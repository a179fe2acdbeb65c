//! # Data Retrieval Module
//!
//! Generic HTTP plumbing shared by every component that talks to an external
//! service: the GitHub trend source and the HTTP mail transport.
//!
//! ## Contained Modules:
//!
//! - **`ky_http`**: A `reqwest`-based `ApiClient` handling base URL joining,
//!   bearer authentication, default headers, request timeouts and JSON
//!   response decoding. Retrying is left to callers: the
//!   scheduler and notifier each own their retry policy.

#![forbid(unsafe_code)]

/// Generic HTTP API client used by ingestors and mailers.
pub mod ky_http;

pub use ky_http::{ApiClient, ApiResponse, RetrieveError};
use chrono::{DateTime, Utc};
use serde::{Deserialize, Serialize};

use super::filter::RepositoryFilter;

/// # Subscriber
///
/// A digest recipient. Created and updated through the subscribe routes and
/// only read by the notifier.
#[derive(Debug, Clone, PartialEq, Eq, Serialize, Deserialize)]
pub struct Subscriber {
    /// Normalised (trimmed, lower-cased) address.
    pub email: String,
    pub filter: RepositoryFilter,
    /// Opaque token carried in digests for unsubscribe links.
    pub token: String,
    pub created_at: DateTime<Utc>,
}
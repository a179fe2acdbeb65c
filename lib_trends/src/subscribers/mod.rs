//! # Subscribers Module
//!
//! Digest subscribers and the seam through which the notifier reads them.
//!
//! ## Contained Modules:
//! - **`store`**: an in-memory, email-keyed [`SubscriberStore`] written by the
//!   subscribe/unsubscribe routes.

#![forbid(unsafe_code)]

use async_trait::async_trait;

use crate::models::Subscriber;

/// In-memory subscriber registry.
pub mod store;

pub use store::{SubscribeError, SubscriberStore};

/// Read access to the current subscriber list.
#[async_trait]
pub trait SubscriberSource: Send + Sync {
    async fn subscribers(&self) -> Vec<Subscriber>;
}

=== EXERCISE DETAILS ===
Set out the records again, exactly as they appear above.

=== SOLUTION FOR THIS EXERCISE ===
repository a179fe2acdbeb65c
//! # Data Retrieval Module
//!
//! Generic HTTP plumbing shared by every component that talks to an external
//! service: the GitHub trend source and the HTTP mail transport.
//!
//! ## Contained Modules:
//!
//! - **`ky_http`**: A `reqwest`-based `ApiClient` handling base URL joining,
//!   bearer authentication, default headers, request timeouts and JSON
//!   response decoding. Retrying is left to callers: the
//!   scheduler and notifier each own their retry policy.

#![forbid(unsafe_code)]

/// Generic HTTP API client used by ingestors and mailers.
pub mod ky_http;

pub use ky_http::{ApiClient, ApiResponse, RetrieveError};
use chrono::{DateTime, Utc};
use serde::{Deserialize, Serialize};

use super::filter::RepositoryFilter;

/// # Subscriber
///
/// A digest recipient. Created and updated through the subscribe routes and
/// only read by the notifier.
#[derive(Debug, Clone, PartialEq, Eq, Serialize, Deserialize)]
pub struct Subscriber {
    /// Normalised (trimmed, lower-cased) address.
    pub email: String,
    pub filter: RepositoryFilter,
    /// Opaque token carried in digests for unsubscribe links.
    pub token: String,
    pub created_at: DateTime<Utc>,
}
repository a179fe2acdbeb65c
filename lib_trends/src/subscribers/mod.rs
//! # Subscribers Module
//!
//! Digest subscribers and the seam through which the notifier reads them.
//!
//! ## Contained Modules:
//! - **`store`**: an in-memory, email-keyed [`SubscriberStore`] written by the
//!   subscribe/unsubscribe routes.

#![forbid(unsafe_code)]

use async_trait::async_trait;

use crate::models::Subscriber;

/// In-memory subscriber registry.
pub mod store;

pub use store::{SubscribeError, SubscriberStore};

/// Read access to the current subscriber list.
#[async_trait]
pub trait SubscriberSource: Send + Sync {
    async fn subscribers(&self) -> Vec<Subscriber>;
}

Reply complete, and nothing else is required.